Records from a data source
----------
use serde::{Deserialize, Serialize};
use std::collections::HashMap;

use crate::auth::AuthConfig;
use crate::providers::base::{BaseProvider, Provider, ProviderType};

#[derive(Debug, Clone, Serialize, Deserialize)]
pub struct GraphqlProvider {
    #[serde(flatten)]
    pub base: BaseProvider,
    pub url: String,
    #[serde(default = "GraphqlProvider::default_operation")]
    pub operation_type: String, // query | mutation | subscription
    #[serde(skip_serializing_if = "Option::is_none")]
    pub operation_name: Option<String>,
    #[serde(skip_serializing_if = "Option::is_none")]
    pub headers: Option<HashMap<String, String>>,
}

impl Provider for GraphqlProvider {
    fn type_(&self) -> ProviderType {
        ProviderType::Graphql
    }

    fn name(&self) -> String {
        self.base.name.clone()
    }

    fn as_any(&self) -> &dyn std::any::Any {
        self
    }

    fn as_value(&self) -> serde_json::Value {
        serde_json::to_value(self).unwrap_or(serde_json::Value::Null)
    }

    fn allowed_protocols(&self) -> Vec<String> {
        self.base.allowed_protocols()
    }
}

impl GraphqlProvider {
    pub fn new(name: String, url: String, auth: Option<AuthConfig>) -> Self {
        Self {
            base: BaseProvider {
                name,
                provider_type: ProviderType::Graphql,
                auth,
                allowed_communication_protocols: None,
            },
            url,
            operation_type: Self::default_operation(),
            operation_name: None,
            headers: None,
        }
    }

    fn default_operation() -> String {
        "query".to_string()
    }
}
----------
YOUR OBJECTIVE =
Read through the entries and copy every line that includes "Option".

RESPONSE TO THE EXERCISE =
    #[serde(skip_serializing_if = "Option::is_none")]
    pub operation_name: Option<String>,
    #[serde(skip_serializing_if = "Option::is_none")]
    pub headers: Option<HashMap<String, String>>,
    pub fn new(name: String, url: String, auth: Option<AuthConfig>) -> Self {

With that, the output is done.